**SUPPLIED DATA:**
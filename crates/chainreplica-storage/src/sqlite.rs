//! SQLite storage backend for ChainReplica.
//!
//! Persists replicated records and namespace manager checkpoints to a single
//! SQLite file, and carries the control channel through a `control_events`
//! table that is polled while a listener is subscribed.
//!
//! # Usage
//! ```rust,no_run
//! use chainreplica_storage::sqlite::SqliteDatabase;
//!
//! # async fn example() -> Result<(), Box<dyn std::error::Error>> {
//! // File-backed (persistent)
//! let db = SqliteDatabase::open("./replica.db").await?;
//!
//! // In-memory (tests / ephemeral)
//! let db = SqliteDatabase::in_memory().await?;
//!
//! // Ask a running replica to follow a namespace.
//! db.publish_control("subscribe:abcd:1700000000").await?;
//! # Ok(())
//! # }
//! ```

use std::sync::Mutex;
use std::time::Duration;

use async_trait::async_trait;
use sqlx::sqlite::SqlitePoolOptions;
use sqlx::{Row, SqlitePool};
use tokio::sync::mpsc;
use tokio::task::JoinHandle;
use tracing::{debug, error, warn};

use chainreplica_core::error::ReplicaError;
use chainreplica_core::namespace::Namespace;
use chainreplica_core::storage::{ControlReceiver, Database};
use chainreplica_core::types::DataId;

/// Default delay between two polls of the control table.
pub const DEFAULT_POLL_INTERVAL: Duration = Duration::from_secs(1);

/// SQLite-backed storage for replicated records, checkpoints and control
/// events.
pub struct SqliteDatabase {
    pool: SqlitePool,
    poll_interval: Duration,
    poller: Mutex<Option<JoinHandle<()>>>,
}

impl SqliteDatabase {
    /// Open (or create) a SQLite database at `path`.
    ///
    /// The path may be a plain file path (`"./replica.db"`) or a full
    /// SQLite URL (`"sqlite:./replica.db?mode=rwc"`).
    pub async fn open(path: &str) -> Result<Self, ReplicaError> {
        let url = if path.starts_with("sqlite:") {
            path.to_string()
        } else {
            format!("sqlite:{path}?mode=rwc")
        };

        let pool = SqlitePool::connect(&url)
            .await
            .map_err(|e| ReplicaError::Storage(e.to_string()))?;

        Self::with_pool(pool).await
    }

    /// Open an in-memory SQLite database.
    ///
    /// All data is lost when the database is closed. The pool keeps a single
    /// connection alive, since every SQLite memory connection is a separate
    /// database.
    pub async fn in_memory() -> Result<Self, ReplicaError> {
        let pool = SqlitePoolOptions::new()
            .max_connections(1)
            .idle_timeout(None)
            .max_lifetime(None)
            .connect("sqlite::memory:")
            .await
            .map_err(|e| ReplicaError::Storage(e.to_string()))?;

        Self::with_pool(pool).await
    }

    async fn with_pool(pool: SqlitePool) -> Result<Self, ReplicaError> {
        let db = Self {
            pool,
            poll_interval: DEFAULT_POLL_INTERVAL,
            poller: Mutex::new(None),
        };
        db.init_schema().await?;
        Ok(db)
    }

    /// Set how often the control table is polled.
    pub fn with_poll_interval(mut self, interval: Duration) -> Self {
        self.poll_interval = interval;
        self
    }

    /// Create tables and enable WAL mode.
    async fn init_schema(&self) -> Result<(), ReplicaError> {
        sqlx::query("PRAGMA journal_mode=WAL;")
            .execute(&self.pool)
            .await
            .map_err(|e| ReplicaError::Storage(e.to_string()))?;

        sqlx::query(
            "CREATE TABLE IF NOT EXISTS replicated_data (
                namespace BLOB    NOT NULL,
                data_id   INTEGER NOT NULL,
                payload   BLOB    NOT NULL,
                PRIMARY KEY (namespace, data_id)
            );",
        )
        .execute(&self.pool)
        .await
        .map_err(|e| ReplicaError::Storage(e.to_string()))?;

        sqlx::query(
            "CREATE TABLE IF NOT EXISTS namespace_managers (
                namespace BLOB PRIMARY KEY,
                state     BLOB NOT NULL
            );",
        )
        .execute(&self.pool)
        .await
        .map_err(|e| ReplicaError::Storage(e.to_string()))?;

        sqlx::query(
            "CREATE TABLE IF NOT EXISTS control_events (
                id      INTEGER PRIMARY KEY AUTOINCREMENT,
                payload TEXT    NOT NULL
            );",
        )
        .execute(&self.pool)
        .await
        .map_err(|e| ReplicaError::Storage(e.to_string()))?;

        Ok(())
    }

    // ─── Control events ─────────────────────────────────────────────────────────

    /// Enqueue a control message for the replica listening on this database.
    pub async fn publish_control(&self, payload: &str) -> Result<(), ReplicaError> {
        sqlx::query("INSERT INTO control_events (payload) VALUES (?)")
            .bind(payload)
            .execute(&self.pool)
            .await
            .map_err(|e| ReplicaError::Storage(e.to_string()))?;

        debug!(payload, "control event queued");
        Ok(())
    }

    /// Control messages not yet consumed, oldest first.
    pub async fn pending_control(&self) -> Result<Vec<String>, ReplicaError> {
        let rows = sqlx::query("SELECT payload FROM control_events ORDER BY id")
            .fetch_all(&self.pool)
            .await
            .map_err(|e| ReplicaError::Storage(e.to_string()))?;

        Ok(rows.iter().map(|r| r.get::<String, _>("payload")).collect())
    }

    // ─── Replicated data ────────────────────────────────────────────────────────

    pub async fn get_data(&self, namespace: Namespace, id: DataId) -> Result<Option<Vec<u8>>, ReplicaError> {
        let row = sqlx::query(
            "SELECT payload FROM replicated_data
             WHERE namespace = ? AND data_id = ?",
        )
        .bind(&namespace.as_bytes()[..])
        .bind(id as i64)
        .fetch_optional(&self.pool)
        .await
        .map_err(|e| ReplicaError::Storage(e.to_string()))?;

        Ok(row.map(|r| r.get::<Vec<u8>, _>("payload")))
    }

    /// Number of records stored for a namespace.
    pub async fn data_count(&self, namespace: Namespace) -> Result<u64, ReplicaError> {
        let row = sqlx::query("SELECT COUNT(*) as cnt FROM replicated_data WHERE namespace = ?")
            .bind(&namespace.as_bytes()[..])
            .fetch_one(&self.pool)
            .await
            .map_err(|e| ReplicaError::Storage(e.to_string()))?;

        let cnt: i64 = row.get("cnt");
        Ok(cnt as u64)
    }

    fn stop_poller(&self) -> bool {
        match self.poller.lock().unwrap().take() {
            Some(poller) => {
                poller.abort();
                true
            }
            None => false,
        }
    }
}

/// Deliver queued control events until the receiver goes away.
async fn poll_control(pool: SqlitePool, tx: mpsc::UnboundedSender<String>, interval: Duration) {
    loop {
        match deliver_control(&pool, &tx).await {
            Ok(true) => {}
            Ok(false) => {
                debug!("control receiver dropped, stopping poller");
                return;
            }
            Err(e) => error!(error = %e, "failed to poll control events"),
        }
        tokio::time::sleep(interval).await;
    }
}

/// Send every queued control event, oldest first, and remove the ones that
/// were sent. Events left unsent stay queued for the next subscriber.
///
/// Returns `false` once the receiver is gone.
async fn deliver_control(pool: &SqlitePool, tx: &mpsc::UnboundedSender<String>) -> Result<bool, ReplicaError> {
    if tx.is_closed() {
        return Ok(false);
    }
    let rows = sqlx::query("SELECT id, payload FROM control_events ORDER BY id")
        .fetch_all(pool)
        .await
        .map_err(|e| ReplicaError::Storage(e.to_string()))?;

    let mut last_sent = None;
    let mut open = true;
    for row in rows {
        if tx.send(row.get::<String, _>("payload")).is_err() {
            open = false;
            break;
        }
        last_sent = Some(row.get::<i64, _>("id"));
    }

    if let Some(last) = last_sent {
        sqlx::query("DELETE FROM control_events WHERE id <= ?")
            .bind(last)
            .execute(pool)
            .await
            .map_err(|e| ReplicaError::Storage(e.to_string()))?;
    }
    Ok(open)
}

// ─── Database impl ───────────────────────────────────────────────────────────

#[async_trait]
impl Database for SqliteDatabase {
    async fn ping(&self) -> Result<(), ReplicaError> {
        sqlx::query("SELECT 1")
            .execute(&self.pool)
            .await
            .map_err(|e| ReplicaError::Storage(e.to_string()))?;
        Ok(())
    }

    async fn store_data(&self, namespace: Namespace, id: DataId, data: &[u8]) -> Result<(), ReplicaError> {
        sqlx::query(
            "INSERT OR REPLACE INTO replicated_data (namespace, data_id, payload)
             VALUES (?, ?, ?)",
        )
        .bind(&namespace.as_bytes()[..])
        .bind(id as i64)
        .bind(data)
        .execute(&self.pool)
        .await
        .map_err(|e| ReplicaError::Storage(e.to_string()))?;

        Ok(())
    }

    async fn delete_data(&self, namespace: Namespace, id: DataId) -> Result<(), ReplicaError> {
        sqlx::query("DELETE FROM replicated_data WHERE namespace = ? AND data_id = ?")
            .bind(&namespace.as_bytes()[..])
            .bind(id as i64)
            .execute(&self.pool)
            .await
            .map_err(|e| ReplicaError::Storage(e.to_string()))?;

        Ok(())
    }

    async fn save_manager(&self, namespace: Namespace, checkpoint: &[u8]) -> Result<(), ReplicaError> {
        sqlx::query("INSERT OR REPLACE INTO namespace_managers (namespace, state) VALUES (?, ?)")
            .bind(&namespace.as_bytes()[..])
            .bind(checkpoint)
            .execute(&self.pool)
            .await
            .map_err(|e| ReplicaError::Storage(e.to_string()))?;

        debug!(namespace = %namespace, bytes = checkpoint.len(), "checkpoint saved");
        Ok(())
    }

    async fn load_managers(&self) -> Result<Vec<(Namespace, Vec<u8>)>, ReplicaError> {
        let rows = sqlx::query("SELECT namespace, state FROM namespace_managers ORDER BY namespace")
            .fetch_all(&self.pool)
            .await
            .map_err(|e| ReplicaError::Storage(e.to_string()))?;

        let mut managers = Vec::with_capacity(rows.len());
        for row in rows {
            let key: Vec<u8> = row.get("namespace");
            match Namespace::from_slice(&key) {
                Ok(namespace) => managers.push((namespace, row.get::<Vec<u8>, _>("state"))),
                Err(e) => warn!(key = %hex::encode(&key), error = %e, "skipping checkpoint with malformed namespace"),
            }
        }
        Ok(managers)
    }

    async fn delete_manager(&self, namespace: Namespace) -> Result<(), ReplicaError> {
        sqlx::query("DELETE FROM namespace_managers WHERE namespace = ?")
            .bind(&namespace.as_bytes()[..])
            .execute(&self.pool)
            .await
            .map_err(|e| ReplicaError::Storage(e.to_string()))?;

        Ok(())
    }

    async fn subscribe_control(&self) -> Result<ControlReceiver, ReplicaError> {
        let (tx, rx) = mpsc::unbounded_channel();
        let poller = tokio::spawn(poll_control(self.pool.clone(), tx, self.poll_interval));
        if let Some(old) = self.poller.lock().unwrap().replace(poller) {
            old.abort();
        }
        Ok(rx)
    }

    async fn unsubscribe_control(&self) -> Result<(), ReplicaError> {
        self.stop_poller();
        Ok(())
    }

    async fn close(&self) -> Result<(), ReplicaError> {
        self.stop_poller();
        self.pool.close().await;
        Ok(())
    }
}

// ─── Tests ───────────────────────────────────────────────────────────────────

**EXERCISE REQUIREMENTS:**
Set down, word for word, each line from the top of the records above through the line with "pub const DEFAULT_POLL_INTERVAL: Duration".

**EXERCISE RESULT:**
filename crates/chainreplica-storage/src/sqlite.rs
//! SQLite storage backend for ChainReplica.
//!
//! Persists replicated records and namespace manager checkpoints to a single
//! SQLite file, and carries the control channel through a `control_events`
//! table that is polled while a listener is subscribed.
//!
//! # Usage
//! ```rust,no_run
//! use chainreplica_storage::sqlite::SqliteDatabase;
//!
//! # async fn example() -> Result<(), Box<dyn std::error::Error>> {
//! // File-backed (persistent)
//! let db = SqliteDatabase::open("./replica.db").await?;
//!
//! // In-memory (tests / ephemeral)
//! let db = SqliteDatabase::in_memory().await?;
//!
//! // Ask a running replica to follow a namespace.
//! db.publish_control("subscribe:abcd:1700000000").await?;
//! # Ok(())
//! # }
//! ```

use std::sync::Mutex;
use std::time::Duration;

use async_trait::async_trait;
use sqlx::sqlite::SqlitePoolOptions;
use sqlx::{Row, SqlitePool};
use tokio::sync::mpsc;
use tokio::task::JoinHandle;
use tracing::{debug, error, warn};

use chainreplica_core::error::ReplicaError;
use chainreplica_core::namespace::Namespace;
use chainreplica_core::storage::{ControlReceiver, Database};
use chainreplica_core::types::DataId;

/// Default delay between two polls of the control table.
pub const DEFAULT_POLL_INTERVAL: Duration = Duration::from_secs(1);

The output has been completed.